## Stored data
****************************************

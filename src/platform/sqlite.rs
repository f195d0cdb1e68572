//! # SQLite storage facility
//!
//! Durable key-value storage in `<data dir>/campsite.db`.
//!
//! ## Schema
//!
//! - **`meta`**: `key`/`value` pairs; records `schema_version`
//! - **`kv`**: `key` (primary key), `value`, `updated_at`
//!
//! Writes are single-statement upserts, so replacing the credential is atomic
//! from the caller's perspective. Connections use WAL with `synchronous=FULL`.
//! Statements run on tokio's blocking pool, never on a runtime worker.
//!
//! Values are stored as given. This backend does not encrypt; use
//! Windows Credential Manager where encryption at rest is required.

use crate::constants::{DB_FILE_NAME, SCHEMA_VERSION};
use crate::core::SecureStorage;
use crate::logger;
use crate::models::StorageKey;
use crate::utils::sync::lock;
use crate::utils::{DbError, StorageError};
use async_trait::async_trait;
use rusqlite::{Connection, OptionalExtension};
use std::fs;
use std::path::Path;
use std::sync::{Arc, Mutex};
use std::time::Duration;

type SharedConn = Arc<Mutex<Connection>>;

pub struct SqliteStorage {
    conn: SharedConn,
}

impl SqliteStorage {
    /// Open (creating if needed) `campsite.db` inside `data_dir`.
    pub fn open_in(data_dir: &Path) -> Result<Self, DbError> {
        fs::create_dir_all(data_dir)?;
        Self::open(&data_dir.join(DB_FILE_NAME))
    }

    /// Open the database file at `path` and apply the schema.
    pub fn open(path: &Path) -> Result<Self, DbError> {
        let conn = Connection::open(path)?;
        apply_pragmas(&conn)?;
        init_schema(&conn)?;
        logger::log_debug(&format!("Opened credential database at {}", path.display()));
        Ok(Self {
            conn: Arc::new(Mutex::new(conn)),
        })
    }

    #[cfg(test)]
    fn conn(&self) -> std::sync::MutexGuard<'_, Connection> {
        lock(&self.conn, "sqlite_storage")
    }

    /// Run a blocking statement on tokio's blocking pool.
    async fn run<T, F>(&self, op: F) -> Result<T, StorageError>
    where
        T: Send + 'static,
        F: FnOnce(&Connection) -> Result<T, DbError> + Send + 'static,
    {
        let conn = Arc::clone(&self.conn);
        let result = tokio::task::spawn_blocking(move || op(&*lock(&conn, "sqlite_storage")))
            .await
            .map_err(|e| StorageError::Unavailable(format!("SQLite task failed: {}", e)))?;
        Ok(result?)
    }
}

fn get_sync(conn: &Connection, key: &str) -> Result<Option<String>, DbError> {
    conn.query_row("SELECT value FROM kv WHERE key = ?1", [key], |row| {
        row.get(0)
    })
    .optional()
    .map_err(DbError::from)
}

fn set_sync(conn: &Connection, key: &str, value: &str) -> Result<(), DbError> {
    conn.execute(
        "
        INSERT INTO kv(key, value)
        VALUES(?1, ?2)
        ON CONFLICT(key)
        DO UPDATE SET value = excluded.value, updated_at = datetime('now')
        ",
        (key, value),
    )?;
    Ok(())
}

fn delete_sync(conn: &Connection, key: &str) -> Result<(), DbError> {
    let removed = conn.execute("DELETE FROM kv WHERE key = ?1", [key])?;
    logger::log_debug_verbose(&format!("kv delete '{}' removed {} row(s)", key, removed));
    Ok(())
}

#[async_trait]
impl SecureStorage for SqliteStorage {
    async fn get_item(&self, key: &StorageKey) -> Result<Option<String>, StorageError> {
        let key = key.as_str().to_string();
        self.run(move |conn| get_sync(conn, &key)).await
    }

    async fn set_item(&self, key: &StorageKey, value: &str) -> Result<(), StorageError> {
        let key = key.as_str().to_string();
        let value = value.to_string();
        self.run(move |conn| set_sync(conn, &key, &value)).await
    }

    async fn delete_item(&self, key: &StorageKey) -> Result<(), StorageError> {
        let key = key.as_str().to_string();
        self.run(move |conn| delete_sync(conn, &key)).await
    }
}

/// Creates tables if missing and records the schema version in `meta`.
fn init_schema(conn: &Connection) -> Result<(), DbError> {
    conn.execute_batch(
        "
        CREATE TABLE IF NOT EXISTS meta (
            key TEXT PRIMARY KEY,
            value TEXT NOT NULL
        );

        CREATE TABLE IF NOT EXISTS kv (
            key        TEXT PRIMARY KEY,
            value      TEXT NOT NULL,
            updated_at TEXT NOT NULL DEFAULT (datetime('now'))
        );
        ",
    )?;

    conn.execute(
        "INSERT INTO meta(key, value) VALUES('schema_version', ?1)
         ON CONFLICT(key) DO UPDATE SET value=excluded.value",
        [SCHEMA_VERSION],
    )?;

    Ok(())
}

fn apply_pragmas(conn: &Connection) -> Result<(), DbError> {
    conn.busy_timeout(Duration::from_millis(5_000))?;
    conn.pragma_update(None, "journal_mode", "WAL")?;
    conn.pragma_update(None, "synchronous", "FULL")?;
    Ok(())
}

****************************************

## Problem to solve
Reply with nothing but the number of lines in the data that include the word "INTO".

## Solution to the problem
2